Increased levels of HAPLN2, which anchors dense extracellular matrix, in the hippocampus of APOE4 targeted replacement mice

Hyaluronan and proteoglycan link protein 2 (HAPLN2) / Brain link protein-1 (Bral1) is important for the binding of chondroitin sulfate proteoglycans (CSPGs) to hyaluronan and thus for the formation of specific types of brain extracellular matrix (ECM). It is also significantly increased with aging. Moreover, machine learning has identified it as a brain-derived protein most predictive of Alzheimer’s disease (AD).
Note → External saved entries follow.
//! Crate-wide error taxonomy.
//!
//! `GameError` is what operations surface to callers; `StoreError` wraps
//! backend failures and converts into `GameError` transparently.

use thiserror::Error;

use crate::period::Period;

/// Storage backend failures.
#[derive(Debug, Error)]
pub enum StoreError {
    #[error("storage backend: {0}")]
    Backend(String),

    #[error("corrupt record: {0}")]
    Corrupt(#[from] serde_json::Error),

    #[error("record not found: {0}")]
    NotFound(String),

    #[error("inconsistent record: {0}")]
    Inconsistent(String),
}

impl From<rocksdb::Error> for StoreError {
    fn from(e: rocksdb::Error) -> Self {
        StoreError::Backend(e.to_string())
    }
}

/// Errors surfaced by game operations.
#[derive(Debug, Error)]
pub enum GameError {
    #[error("user {0} not found")]
    UserNotFound(String),

    #[error("insufficient balance: have {balance:.2}, need {required:.2}")]
    InsufficientBalance { balance: f64, required: f64 },

    #[error("round {period} is not open for betting")]
    RoundClosed { period: Period },

    #[error("no round is currently open")]
    NoActiveRound,

    #[error("round {0} already exists")]
    DuplicatePeriod(Period),

    #[error("round {0} is still in progress")]
    RoundInProgress(Period),

    #[error("invalid bet: {0}")]
    InvalidBet(String),

    #[error("invalid override: {0}")]
    InvalidOverride(String),

    #[error("invalid configuration: {0}")]
    Config(String),

    #[error("scheduler is already running")]
    SchedulerAlreadyRunning,

    #[error(transparent)]
    Store(#[from] StoreError),
}

pub type GameResult<T> = Result<T, GameError>;

#[cfg(test)]
mod tests {
    use super::*;

    #[test]
    fn test_store_error_converts_into_game_error() {
        fn load() -> GameResult<()> {
            Err(StoreError::NotFound("round 20260821143032".to_string()))?;
            Ok(())
        }
        match load() {
            Err(GameError::Store(StoreError::NotFound(msg))) => {
                assert!(msg.contains("20260821143032"))
            }
            other => panic!("unexpected result: {:?}", other),
        }
    }

    #[test]
    fn test_error_messages_carry_context() {
        let err = GameError::InsufficientBalance {
            balance: 12.5,
            required: 100.0,
        };
        assert_eq!(
            err.to_string(),
            "insufficient balance: have 12.50, need 100.00"
        );

        let err = GameError::RoundClosed {
            period: Period::from("20260821143032".to_string()),
        };
        assert!(err.to_string().contains("not open for betting"));
    }
}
HAPLN2 binds to CSPGs that may sequester aggregation-prone proteins and also restrict neuronal plasticity. Because the apolipoprotein 4 (APOE4) allele increases AD risk, in the present study we have examined hippocampal lysates from APOE3 and APOE4 targeted replacement (TR) mice using unbiased proteomics, Western blot and hippocampal immunostaining. With proteomics, we observe that HAPLN2 is among the most significantly upregulated proteins in APOE4 mice. Prior work suggests HAPLN2 is particularly important to the assembly of perinodal matrix, and herein we show that it also co-localizes with Wisteria floribunda agglutinin (WFA) positive perineuronal nets (PNNs). PNNs represent a dense form of ECM that can increase GABAergic neurotransmission to alter overall excitatory/inhibitory (E/I) balance and neuronal oscillations important to mood and memory. Proteomics also detected elevated levels of high temperature requirement peptidase-1 (HTRA1), which accumulates in cerebral blood vessels harboring amyloid, in APOE4 mice. In Western blot studies, lysates from APOE4 mice also showed significantly reduced levels chondroitin-6 sulfated proteoglycans, which makes PNNs more susceptible to proteolysis and less inhibitory. In addition, immunostaining studies showed that levels of the PNN component aggrecan were increased in the hippocampus of APOE4 animals. Overall, these findings contribute to an emerging body of literature suggesting that brain extracellular matrix may be altered with aging and other risk factors for AD, and suggest that future studies should assess PNNs, peri-nodal structure and axonal conduction in the background of APOE4.